Our first born son Derek has a birthday rapidly approaching next month, thus my mind has been reflecting on God’s faithfulness on that glorious day in March 1992.

Long before Derek was a twinkle in his daddy’s eye, I prayed that God would bless us with a child, and just like all mothers do, I also asked that our child would be healthy too. Included in those petitions was a plea that my delivery would be speedy and absolutely NO C-section. The diary of a wimpy woman right here folks! Though I longed to have a child I was a chicken with a capital C.

Lo and behold the day came when my in home pregnancy test confirmed I was expecting, my joy knew no bounds. Each month as my tummy swelled so did my earnest prayers. Not only was my appetite for food voraciously increasing so was my reading of pregnancy books. This over abundance of food not only tipped the scale but the excess knowledge of TMI caused an heavy weight of anticipation and anxiety as well.

When bright cheery daffodils rose from their wintery slumber trumpeting in Spring. *God’s knitting of our son within my womb was now complete. It was time to deliver the promise.

Portland Adventist hospital was bustling with mother’s to be in the maternity ward, apparently the stork was mighty busy ! Throughout it all I felt confident the Lord knew my plan that I carefully laid out for Him. Once settled in, Kevin stayed bedside as visitors and staff came and went; while I tried to smile between contractions. So far, so good, until my ears heard a frighting statement from the nurse after checking on my progress. Pulling the sheet down she said, “Oh honey, this baby is too big, I think your going to need a C-section. Crestfallen and gripped with fear my mind raced with the devastating news. She tried every trick in the book to comfort me, as did a dear friend moments later… bless their hearts. Nevertheless, I was completely panic stricken, I knew right then and there I needed my mama. Per my request, Kevin quickly stepped outside to go look for my mom and bring her to my room, so she could pray for me while we waited to hear the doctor’s assessment.
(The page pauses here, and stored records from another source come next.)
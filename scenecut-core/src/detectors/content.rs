//! Content-distance detector.
//!
//! Each frame is converted to HSV on the 8-bit scale (hue 0-179, saturation
//! and value 0-255). A frame's score is the mean of the three per-channel
//! mean absolute differences from the previous frame. The first frame
//! scores 0. This is the metric the 27.0 fallback threshold is calibrated
//! against.

use std::path::Path;
use std::sync::Arc;

use image::RgbImage;
use log::debug;

use super::{ContentChangeDetector, score_consecutive_frames};
use crate::error::{CoreResult, invalid};
use crate::external::FrameSource;
use crate::series::ContentChangeSeries;

/// Converts one 8-bit RGB pixel to `[h, s, v]` with hue halved into 0-179.
pub fn rgb_to_hsv(rgb: [u8; 3]) -> [f64; 3] {
    let r = f64::from(rgb[0]);
    let g = f64::from(rgb[1]);
    let b = f64::from(rgb[2]);
    let max = r.max(g).max(b);
    let min = r.min(g).min(b);
    let delta = max - min;

    let s = if max > 0.0 { delta / max * 255.0 } else { 0.0 };
    let h_degrees = if delta == 0.0 {
        0.0
    } else if max == r {
        60.0 * (g - b) / delta
    } else if max == g {
        60.0 * (b - r) / delta + 120.0
    } else {
        60.0 * (r - g) / delta + 240.0
    };
    let h_degrees = if h_degrees < 0.0 { h_degrees + 360.0 } else { h_degrees };

    [h_degrees / 2.0, s, max]
}

/// Mean HSV delta between two frames of the same size.
///
/// Frames of different sizes score 0, which never produces a cut.
pub fn content_distance(previous: &RgbImage, current: &RgbImage) -> f64 {
    if previous.dimensions() != current.dimensions() {
        return 0.0;
    }
    let pixel_count = previous.pixels().len();
    if pixel_count == 0 {
        return 0.0;
    }

    let mut sums = [0.0_f64; 3];
    for (a, b) in previous.pixels().zip(current.pixels()) {
        let ha = rgb_to_hsv(a.0);
        let hb = rgb_to_hsv(b.0);
        for (sum, (x, y)) in sums.iter_mut().zip(ha.iter().zip(hb.iter())) {
            *sum += (x - y).abs();
        }
    }

    let n = pixel_count as f64;
    sums.iter().map(|s| s / n).sum::<f64>() / 3.0
}

/// Scores consecutive decoded frames by [`content_distance`].
#[derive(Clone)]
pub struct ContentDistanceDetector {
    source: Arc<dyn FrameSource>,
    frame_rate: f64,
}

impl ContentDistanceDetector {
    pub fn new(source: Arc<dyn FrameSource>, frame_rate: f64) -> CoreResult<Self> {
        if !(frame_rate.is_finite() && frame_rate > 0.0) {
            return Err(invalid(format!("frame rate must be positive, got {frame_rate}")));
        }
        Ok(Self { source, frame_rate })
    }

    /// Raw per-frame content values, first frame 0.
    pub fn content_values(&self, video: &Path) -> CoreResult<Vec<f64>> {
        score_consecutive_frames(self.source.as_ref(), video, |prev, cur| {
            prev.map_or(0.0, |p| content_distance(p, cur))
        })
    }

    pub fn frame_rate(&self) -> f64 {
        self.frame_rate
    }
}

impl ContentChangeDetector for ContentDistanceDetector {
    fn name(&self) -> &'static str {
        "content"
    }

    fn produce(&self, video: &Path) -> CoreResult<ContentChangeSeries> {
        let values = self.content_values(video)?;
        debug!("content: {} frames from {}", values.len(), video.display());
        ContentChangeSeries::from_scores(&values, self.frame_rate)
    }
}
//! Command implementations for the CLI.
//!
//! Each submodule contains the implementation of a specific command. The
//! helpers here resolve what every command needs first: an explicit
//! configuration, the media facts and the content-change series.

/// Automatic detection of scene cuts (`split`).
pub mod split;

/// Refinement of approximate cut times (`refine`).
pub mod refine;

/// Threshold inspection (`threshold`).
pub mod threshold;

pub use refine::run_refine;
pub use split::run_split;
pub use threshold::run_threshold;

use crate::cli::SourceArgs;
use crate::logging::generate_job_id;
use crate::output::{PlanDocument, print_summary, write_plan};

use anyhow::{Context, Result, bail};
use log::{debug, info, warn};
use scenecut_core::config::{CoreConfig, CoreConfigBuilder};
use scenecut_core::detectors::{ContentDistanceDetector, PerceptualHashDetector, StatsCsvDetector};
use scenecut_core::export::KeyframeSource;
use scenecut_core::external::{CrateFfprobeExecutor, FfprobeKeyframeProber, SidecarFrameSource};
use scenecut_core::pipeline::resolve_keyframes;
use scenecut_core::utils::clip_base_name;
use scenecut_core::{
    ContentChangeDetector, ContentChangeSeries, ExportMode, MediaProber, ScenePlan,
    check_dependency,
};
use std::path::{Path, PathBuf};
use std::sync::Arc;

/// Reads `SCENECUT_*` overrides, then applies the command-line ones.
pub(crate) fn build_config<F>(apply: F) -> Result<CoreConfig>
where
    F: FnOnce(CoreConfigBuilder) -> CoreConfigBuilder,
{
    let base = CoreConfig::from_env().context("Invalid SCENECUT_* environment setting")?;
    let config = apply(CoreConfigBuilder::from_config(base))
        .build()
        .context("Invalid configuration")?;
    debug!("Effective configuration: {:?}", config);
    Ok(config)
}

/// The inputs of one command after probing.
#[derive(Debug, Clone)]
pub(crate) struct ResolvedSource {
    pub video: Option<PathBuf>,
    pub stats: Option<PathBuf>,
    pub frame_rate: f64,
    pub probed_duration: Option<f64>,
    pub duration_override: Option<f64>,
}

impl ResolvedSource {
    /// Checks the paths and probes the video, if there is one.
    pub fn resolve(args: &SourceArgs, config: &CoreConfig) -> Result<Self> {
        if args.input.is_none() && args.stats.is_none() {
            bail!("Either --input or --stats is required");
        }
        for path in args.input.iter().chain(args.stats.iter()) {
            if !path.is_file() {
                bail!("Input file not found: {}", path.display());
            }
        }

        let mut probed_frame_rate = None;
        let mut probed_duration = None;
        if let Some(video) = &args.input {
            check_dependency("ffprobe")?;
            let info = CrateFfprobeExecutor::new()
                .probe(video)
                .with_context(|| format!("Failed to probe {}", video.display()))?;
            info!(
                "Probed {}: {:.3}s at {:?} fps",
                video.display(),
                info.duration_seconds,
                info.frame_rate
            );
            probed_frame_rate = info.frame_rate;
            probed_duration = Some(info.duration_seconds);
        }

        let frame_rate = args
            .frame_rate
            .or(probed_frame_rate)
            .unwrap_or(config.fallback_frame_rate);
        if !frame_rate.is_finite() || frame_rate <= 0.0 {
            bail!("Frame rate must be positive, got {frame_rate}");
        }

        Ok(Self {
            video: args.input.clone(),
            stats: args.stats.clone(),
            frame_rate,
            probed_duration,
            duration_override: args.duration,
        })
    }

    /// Path whose stem names the clips: the video, else the stats file.
    pub fn name_path(&self) -> &Path {
        self.video
            .as_deref()
            .or(self.stats.as_deref())
            .unwrap_or_else(|| Path::new("source"))
    }

    pub fn source_name(&self) -> String {
        clip_base_name(self.name_path())
    }

    /// Content detector over the stats file, or decoding the video.
    pub fn content_detector(&self, config: &CoreConfig) -> Result<Arc<dyn ContentChangeDetector>> {
        Ok(match &self.stats {
            Some(stats) => Arc::new(StatsCsvDetector::new(stats, self.frame_rate)?),
            None => {
                check_dependency("ffmpeg")?;
                let frames = Arc::new(SidecarFrameSource::new(config.analysis_width));
                Arc::new(ContentDistanceDetector::new(frames, self.frame_rate)?)
            }
        })
    }

    /// Hash detector over the decoded video; `None` with only a stats file.
    pub fn hash_detector(&self, config: &CoreConfig) -> Result<Option<PerceptualHashDetector>> {
        if self.video.is_none() {
            warn!("No --input video to hash; skipping the consensus pass");
            return Ok(None);
        }
        check_dependency("ffmpeg")?;
        let frames = Arc::new(SidecarFrameSource::new(config.analysis_width));
        Ok(Some(PerceptualHashDetector::new(frames, self.frame_rate)?))
    }

    /// Content-change series, for commands that stop before the pipeline.
    pub fn content_series(&self, config: &CoreConfig) -> Result<ContentChangeSeries> {
        let detector = self.content_detector(config)?;
        let path = self.name_path();
        info!("Producing '{}' series from {}", detector.name(), path.display());
        detector
            .produce(path)
            .with_context(|| format!("Failed to read content changes from {}", path.display()))
    }

    /// `--duration`, then the probed duration. `None` lets the pipeline use
    /// the end of the last frame.
    pub fn total_duration(&self) -> Option<f64> {
        self.duration_override.or(self.probed_duration)
    }

    /// Keyframes for fast export; nothing is probed for precise export.
    pub fn keyframes(&self, mode: ExportMode) -> Keyframes {
        let Some(video) = &self.video else {
            return Keyframes::Unavailable;
        };
        if mode == ExportMode::Precise {
            return Keyframes::Unavailable;
        }
        match resolve_keyframes(&CrateFfprobeExecutor::new(), video) {
            Some(times) => Keyframes::List(times),
            None => Keyframes::Prober(FfprobeKeyframeProber::new(video)),
        }
    }
}

/// Owned keyframe information, borrowed as a [`KeyframeSource`].
pub(crate) enum Keyframes {
    Unavailable,
    List(Vec<f64>),
    Prober(FfprobeKeyframeProber),
}

impl Keyframes {
    pub fn source(&self) -> KeyframeSource<'_> {
        match self {
            Keyframes::Unavailable => KeyframeSource::Unavailable,
            Keyframes::List(times) => KeyframeSource::List(times),
            Keyframes::Prober(prober) => KeyframeSource::Prober(prober),
        }
    }
}

/// Prints the summary and writes the plan under a fresh job id.
pub(crate) fn emit_plan(plan: &ScenePlan, output: Option<&Path>) -> Result<()> {
    let job_id = generate_job_id();
    print_summary(&job_id, plan);
    write_plan(&PlanDocument { job_id, plan }, output)
}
When I told my mama the news, she straightened up and confidently said, “We are not going to receive that.”  Planting her feet firmly on the ground she boldly declared, “I’m going to stomp on that old devil.” Yes !! Preach it mama I thought quietly to myself, the 12 hrs of labor had me extremely tired and groggy.  Mom continued to pray with conviction and determination. Monitors beeped and fear hung thick, as she reminded God of His promises quoting scripture and interceding on my behalf. Zealously closing her supplication with, “Lord stretch her like you stretched her dress”.

One minute cruising on the freeway of agreeing prayer my reasoning hit the brakes. What on earth is she talking about?… my weary mind confused unable to track her last statement. Quickly the Lord brought to mind the dress she referred to. It was a velvet Christmas dress I made one year earlier. After being cut out and shoulders stitched, it seemed from all appearances too small for me when I threw it over my head before sewing up the sides. Not needing my theme song to be, “It’s All About the Bass”.  Believing that no amount of diet or exercise would get my bass to fit into that sewn up dress before my employer’s Christmas party, a mere one week away. Desperate, I went to the fabric store and bought a yard of velvet to make two side panels. Words cannot began to describe how unenthused I was with this last ditch idea… feeling “Side Panels” sound better for cars and homes than a velvet dress. With that looming thought in mind I decided to forgo the panels and stitch up the sides anyway, hoping, praying it would fit. What did I have to lose besides the unrealistic idea of shedding pounds rapidly.

To my complete surprise it fit and rather comfortably I might add. Now feeling like a princess in my homemade frock, I attended the delightful  Annual Christian Supply’s Christmas Party; being hosted that year at the beautiful Resort at the Mountain.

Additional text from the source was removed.